Isto porque a destinação da unidade autônoma deve ser a mesma da edificação, conforme reza o Código Civil, no art. 1336 que dispôe acerca dos deveres dos condôminos.

Lado outro, é imperioso que o direito do condômino ao conforto de sua residência seja reservado. É importante que não haja nenhum tipo de perturbação aos vizinhos, seja ele de barulho excessivo, aumento de energia ou água, elevado tráfego de pessoas estranhas ao condomínio, dentre outros incômodos.

Veja então que os limites legais e de boa convivência devem ser seguidos à risca. Tudo aquilo que causa problema para a saúde, sossego e segurança dos moradores do condomínio, é naturalmente proibido. É a regra geral! Se a atividade profissional for realizada com moderação, a convivência torna-se pacífica. De outro norte, se o morador promove movimentações que perturbem os demais condôminos, realiza comércio nas áreas comuns do edifício, ou mesmo utiliza os funcionários do prédio para serviços de sua empresa, esse pode sofrer sanções por perturbar a ordem do condomínio.

Abra-se um parênteses para mencionar que, no que tange a utilização dos funcionários do condomínio para fins pessoais, a prática é proibida. Isto porque os funcionários do condomínio enquadram-se na categoria de empregado doméstico. Ao fazerem serviços para as empresas que ali operam em home office, o enquadramento destes seria outro, eis que exerce atividade profissional empresarial, diversa de 'empregado doméstico'.

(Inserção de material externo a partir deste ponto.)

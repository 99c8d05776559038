//! Configuration management for gridclip.
//!
//! This module handles the layered configuration system with the following precedence:
//! 1. Command-line arguments (highest priority)
//! 2. Environment variables
//! 3. JSON config file
//! 4. Default values (lowest priority)

use clap::Parser;
use serde::{Deserialize, Serialize};
use std::path::{Path, PathBuf};

use crate::error::{GridclipError, Result};
use crate::grid::{Abstraction, Projection};
use crate::select::{SpatialOperation, DEFAULT_CELL_SIZE};

/// Command-line arguments for gridclip
#[derive(Parser, Debug)]
#[command(name = "gridclip")]
#[command(author, version, about, long_about = None)]
pub struct Args {
    /// Path to the NetCDF file to read
    pub netcdf_file: PathBuf,

    /// Name of the gridded variable to subset
    #[arg(short = 'v', long, env = "GRIDCLIP_VARIABLE")]
    pub variable: String,

    /// Query bounding box as min_lon,min_lat,max_lon,max_lat
    #[arg(short, long, allow_hyphen_values = true)]
    pub bbox: Option<String>,

    /// Query polygon as "x y, x y, ..." (an alternative to --bbox)
    #[arg(long, allow_hyphen_values = true, conflicts_with = "bbox")]
    pub polygon: Option<String>,

    /// Spatial operation (intersects, clip)
    #[arg(long, env = "GRIDCLIP_OPERATION")]
    pub operation: Option<String>,

    /// Scan candidate cells on the rayon thread pool
    #[arg(long, env = "GRIDCLIP_PARALLEL")]
    pub parallel: bool,

    /// Calendar override for the time axis
    #[arg(long, env = "GRIDCLIP_T_CALENDAR")]
    pub t_calendar: Option<String>,

    /// Units override for the time axis
    #[arg(long, env = "GRIDCLIP_T_UNITS")]
    pub t_units: Option<String>,

    /// Spatial abstraction override (point, polygon)
    #[arg(long, env = "GRIDCLIP_ABSTRACTION")]
    pub abstraction: Option<String>,

    /// Path to JSON configuration file
    #[arg(short, long, env = "GRIDCLIP_CONFIG")]
    pub config: Option<PathBuf>,

    /// Log level (trace, debug, info, warn, error)
    #[arg(long, env = "GRIDCLIP_LOG_LEVEL", default_value = "info")]
    pub log_level: String,
}

/// The dataset and query named on the command line
#[derive(Debug, Clone)]
pub struct Request {
    pub netcdf_file: PathBuf,
    pub variable: String,
    pub bbox: Option<String>,
    pub polygon: Option<String>,
}

/// Metadata overrides applied when opening a dataset
#[derive(Debug, Clone, Default, PartialEq, Serialize, Deserialize)]
pub struct Overrides {
    /// Calendar used instead of the time variable's `calendar` attribute
    #[serde(default)]
    pub t_calendar: Option<String>,

    /// Units used instead of the time variable's `units` attribute
    #[serde(default)]
    pub t_units: Option<String>,

    /// PROJ.4 string. Only the unset (WGS84) case is supported.
    #[serde(default)]
    pub s_proj4: Option<String>,

    /// Spatial abstraction; inferred from the row bounds when unset
    #[serde(default)]
    pub s_abstraction: Option<String>,
}

/// Selection tuning
#[derive(Debug, Clone, PartialEq, Serialize, Deserialize)]
pub struct SelectionConfig {
    /// Spatial operation applied to candidate cells
    #[serde(default = "default_operation")]
    pub operation: String,

    /// Scan candidates in parallel
    #[serde(default)]
    pub parallel: bool,

    /// Edge length of the query index cells
    #[serde(default = "default_index_cell_size")]
    pub index_cell_size: f64,

    /// Convert selected geometries of 0..360 grids to -180..180
    #[serde(default = "default_vector_wrap")]
    pub vector_wrap: bool,
}

/// Complete configuration
#[derive(Debug, Clone, PartialEq, Serialize, Deserialize)]
pub struct Config {
    /// Dataset overrides
    #[serde(default)]
    pub overrides: Overrides,

    /// Selection configuration
    #[serde(default)]
    pub selection: SelectionConfig,

    /// Log level
    #[serde(default = "default_log_level")]
    pub log_level: String,
}

impl Config {
    /// Load configuration from all sources with proper precedence
    pub fn load() -> Result<(Self, Request)> {
        Self::from_args(Args::parse())
    }

    /// Build the configuration from already-parsed arguments
    pub fn from_args(args: Args) -> Result<(Self, Request)> {
        // Start with defaults
        let mut config = Config::default();

        // Load from JSON file if provided
        if let Some(config_path) = &args.config {
            let json_config = Self::load_from_file(config_path)?;
            config.merge(json_config);
        }

        // Override with command-line arguments
        if let Some(operation) = args.operation {
            config.selection.operation = operation;
        }
        if args.parallel {
            config.selection.parallel = true;
        }
        if args.t_calendar.is_some() {
            config.overrides.t_calendar = args.t_calendar;
        }
        if args.t_units.is_some() {
            config.overrides.t_units = args.t_units;
        }
        if args.abstraction.is_some() {
            config.overrides.s_abstraction = args.abstraction;
        }
        config.log_level = args.log_level;

        let request = Request {
            netcdf_file: args.netcdf_file,
            variable: args.variable,
            bbox: args.bbox,
            polygon: args.polygon,
        };

        Ok((config, request))
    }

    /// Load configuration from a JSON file
    pub fn load_from_file(path: &Path) -> Result<Self> {
        let content = std::fs::read_to_string(path)?;
        let config: Config = serde_json::from_str(&content)?;
        Ok(config)
    }

    /// Merge another config into this one (other takes precedence)
    fn merge(&mut self, other: Config) {
        if other.overrides.t_calendar.is_some() {
            self.overrides.t_calendar = other.overrides.t_calendar;
        }
        if other.overrides.t_units.is_some() {
            self.overrides.t_units = other.overrides.t_units;
        }
        if other.overrides.s_proj4.is_some() {
            self.overrides.s_proj4 = other.overrides.s_proj4;
        }
        if other.overrides.s_abstraction.is_some() {
            self.overrides.s_abstraction = other.overrides.s_abstraction;
        }
        self.selection = other.selection;
        self.log_level = other.log_level;
    }

    /// Validate the configuration
    pub fn validate(&self) -> Result<()> {
        // Validate log level
        match self.log_level.as_str() {
            "trace" | "debug" | "info" | "warn" | "error" => {}
            _ => {
                return Err(GridclipError::Config {
                    message: format!(
                        "Invalid log level: {}. Must be one of: trace, debug, info, warn, error",
                        self.log_level
                    ),
                });
            }
        }

        if self.selection.operation.parse::<SpatialOperation>().is_err() {
            return Err(GridclipError::Config {
                message: format!(
                    "Invalid spatial operation: {}. Must be one of: intersects, clip",
                    self.selection.operation
                ),
            });
        }

        if !(self.selection.index_cell_size > 0.0) || !self.selection.index_cell_size.is_finite() {
            return Err(GridclipError::Config {
                message: format!(
                    "Index cell size must be a positive number, got {}",
                    self.selection.index_cell_size
                ),
            });
        }

        // Unsupported projections and abstractions keep their own error kinds
        Projection::from_proj4(self.overrides.s_proj4.as_deref())?;
        if let Some(name) = &self.overrides.s_abstraction {
            name.parse::<Abstraction>()?;
        }

        Ok(())
    }
}

impl Default for Config {
    fn default() -> Self {
        Self {
            overrides: Overrides::default(),
            selection: SelectionConfig::default(),
            log_level: default_log_level(),
        }
    }
}

impl Default for SelectionConfig {
    fn default() -> Self {
        Self {
            operation: default_operation(),
            parallel: false,
            index_cell_size: default_index_cell_size(),
            vector_wrap: default_vector_wrap(),
        }
    }
}

// Default value functions for serde
fn default_operation() -> String {
    "intersects".to_string()
}

fn default_index_cell_size() -> f64 {
    DEFAULT_CELL_SIZE
}

fn default_vector_wrap() -> bool {
    true
}

fn default_log_level() -> String {
    "info".to_string()
}
//! Dataset abstraction consumed by axis discovery.
//!
//! A [`Dataset`] exposes named dimensions, named variables and per-variable
//! attributes. [`MemoryDataset`] is the in-memory implementation used by the
//! NetCDF loader and by tests.

use ndarray::{ArrayD, IxDyn};
use serde::{Deserialize, Serialize};
use std::collections::HashMap;

use crate::error::{GridclipError, Result};

/// Metadata about a dataset dimension
#[derive(Debug, Clone, PartialEq, Serialize, Deserialize)]
pub struct Dimension {
    /// Name of the dimension
    pub name: String,
    /// Size of the dimension
    pub size: usize,
    /// Whether this dimension is unlimited
    pub is_unlimited: bool,
}

/// Metadata about a dataset variable
#[derive(Debug, Clone, PartialEq, Serialize, Deserialize)]
pub struct Variable {
    /// Name of the variable
    pub name: String,
    /// Dimensions of the variable
    pub dimensions: Vec<String>,
    /// Shape of the variable (dimension sizes)
    pub shape: Vec<usize>,
    /// Variable attributes
    pub attributes: HashMap<String, AttributeValue>,
}

/// Possible attribute values
#[derive(Debug, Clone, PartialEq, Serialize, Deserialize)]
#[serde(untagged)]
pub enum AttributeValue {
    /// String attribute
    Text(String),
    /// Numeric attribute (stored as f64 for simplicity)
    Number(f64),
    /// Array of numbers
    NumberArray(Vec<f64>),
}

impl AttributeValue {
    /// The attribute as text, if it is a string attribute
    pub fn as_str(&self) -> Option<&str> {
        match self {
            AttributeValue::Text(s) => Some(s.as_str()),
            _ => None,
        }
    }
}

impl From<&str> for AttributeValue {
    fn from(value: &str) -> Self {
        AttributeValue::Text(value.to_string())
    }
}

impl From<String> for AttributeValue {
    fn from(value: String) -> Self {
        AttributeValue::Text(value)
    }
}

impl From<f64> for AttributeValue {
    fn from(value: f64) -> Self {
        AttributeValue::Number(value)
    }
}

impl From<Vec<f64>> for AttributeValue {
    fn from(value: Vec<f64>) -> Self {
        AttributeValue::NumberArray(value)
    }
}

/// Dimension and variable metadata of a dataset
#[derive(Debug, Clone, Default, PartialEq, Serialize, Deserialize)]
pub struct Metadata {
    /// File-level attributes
    pub global_attributes: HashMap<String, AttributeValue>,
    /// Dimensions in the file
    pub dimensions: HashMap<String, Dimension>,
    /// Variables in the file
    pub variables: HashMap<String, Variable>,
}

/// Minimal read surface required from a gridded dataset.
pub trait Dataset {
    /// Look up a variable's metadata by name
    fn get_variable(&self, name: &str) -> Option<&Variable>;

    /// Look up a string-keyed attribute of a variable
    fn get_attribute(&self, variable: &str, name: &str) -> Option<&AttributeValue> {
        self.get_variable(variable)
            .and_then(|var| var.attributes.get(name))
    }

    /// Ordered dimension names of a variable
    fn get_dimension_names(&self, variable: &str) -> Result<Vec<String>> {
        self.get_variable(variable)
            .map(|var| var.dimensions.clone())
            .ok_or_else(|| GridclipError::DataNotFound {
                message: format!("Variable not found: {}", variable),
            })
    }

    /// Read a variable's values, decoded to f64, in its declared shape
    fn read_values(&self, variable: &str) -> Result<ArrayD<f64>>;
}

/// A dataset held entirely in memory.
#[derive(Debug, Clone, Default)]
pub struct MemoryDataset {
    /// Dataset metadata
    pub metadata: Metadata,
    /// Loaded data arrays
    pub data: HashMap<String, ArrayD<f64>>,
}

impl MemoryDataset {
    /// Create an empty dataset
    pub fn new() -> Self {
        Self::default()
    }

    /// Create a dataset from already extracted metadata and data
    pub fn from_parts(metadata: Metadata, data: HashMap<String, ArrayD<f64>>) -> Self {
        Self { metadata, data }
    }

    /// Declare a dimension
    pub fn add_dimension(&mut self, name: &str, size: usize) -> &mut Self {
        self.metadata.dimensions.insert(
            name.to_string(),
            Dimension {
                name: name.to_string(),
                size,
                is_unlimited: false,
            },
        );
        self
    }

    /// Add a variable over previously declared dimensions
    pub fn add_variable(&mut self, name: &str, dimensions: &[&str], values: Vec<f64>) -> Result<()> {
        let shape = dimensions
            .iter()
            .map(|dim| {
                self.metadata
                    .dimensions
                    .get(*dim)
                    .map(|d| d.size)
                    .ok_or_else(|| GridclipError::DataNotFound {
                        message: format!(
                            "Variable {} references non-existent dimension {}",
                            name, dim
                        ),
                    })
            })
            .collect::<Result<Vec<usize>>>()?;

        let array = ArrayD::from_shape_vec(IxDyn(&shape), values)?;

        self.metadata.variables.insert(
            name.to_string(),
            Variable {
                name: name.to_string(),
                dimensions: dimensions.iter().map(|d| d.to_string()).collect(),
                shape,
                attributes: HashMap::new(),
            },
        );
        self.data.insert(name.to_string(), array);
        Ok(())
    }

    /// Set an attribute on an existing variable
    pub fn add_attribute(
        &mut self,
        variable: &str,
        name: &str,
        value: impl Into<AttributeValue>,
    ) -> Result<()> {
        let var = self
            .metadata
            .variables
            .get_mut(variable)
            .ok_or_else(|| GridclipError::DataNotFound {
                message: format!("Variable not found: {}", variable),
            })?;
        var.attributes.insert(name.to_string(), value.into());
        Ok(())
    }

    /// Check if a variable exists
    pub fn has_variable(&self, name: &str) -> bool {
        self.metadata.variables.contains_key(name)
    }

    /// Validate that metadata and data arrays are consistent
    pub fn validate(&self) -> Result<()> {
        for (var_name, var) in &self.metadata.variables {
            for dim_name in &var.dimensions {
                if !self.metadata.dimensions.contains_key(dim_name) {
                    return Err(GridclipError::DataNotFound {
                        message: format!(
                            "Variable {} references non-existent dimension {}",
                            var_name, dim_name
                        ),
                    });
                }
            }

            if let Some(data) = self.data.get(var_name) {
                if data.shape() != var.shape.as_slice() {
                    return Err(GridclipError::DataNotFound {
                        message: format!(
                            "Variable {} has inconsistent shape between metadata ({:?}) and data ({:?})",
                            var_name,
                            var.shape,
                            data.shape()
                        ),
                    });
                }
            }
        }

        Ok(())
    }
}

impl Dataset for MemoryDataset {
    fn get_variable(&self, name: &str) -> Option<&Variable> {
        self.metadata.variables.get(name)
    }

    fn read_values(&self, variable: &str) -> Result<ArrayD<f64>> {
        self.data
            .get(variable)
            .cloned()
            .ok_or_else(|| GridclipError::DataNotFound {
                message: format!("Data array for variable {} not loaded", variable),
            })
    }
}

Na verdade, o segredo para quem trabalha no sistema de home office é evitar ao máximo qualquer possível desconforto aos demais moradores. Receber muitas pessoas na unidade, provocar barulho ou mau cheiro constantes e usar as áreas comuns para o exercício de sua atividade, pode gerar muitos problemas, ainda mais se esse (mau) uso das áreas comuns resultar em um aumento nos gastos de energia ou água rateados pelos condôminos.

Uma pessoa que faz doces em casa para vender não causa dificuldades e perturbações. Contudo, se a atividade for vender marmita, produzindo umas 100 refeições por dia, isso seria um problema. Ora, essa atividade de grande proporção pode impactar em maior gasto de água, entra e sai de pessoas (fornecedores, entregadores...), comprometendo assim o orçamento e a segurança do condomínio.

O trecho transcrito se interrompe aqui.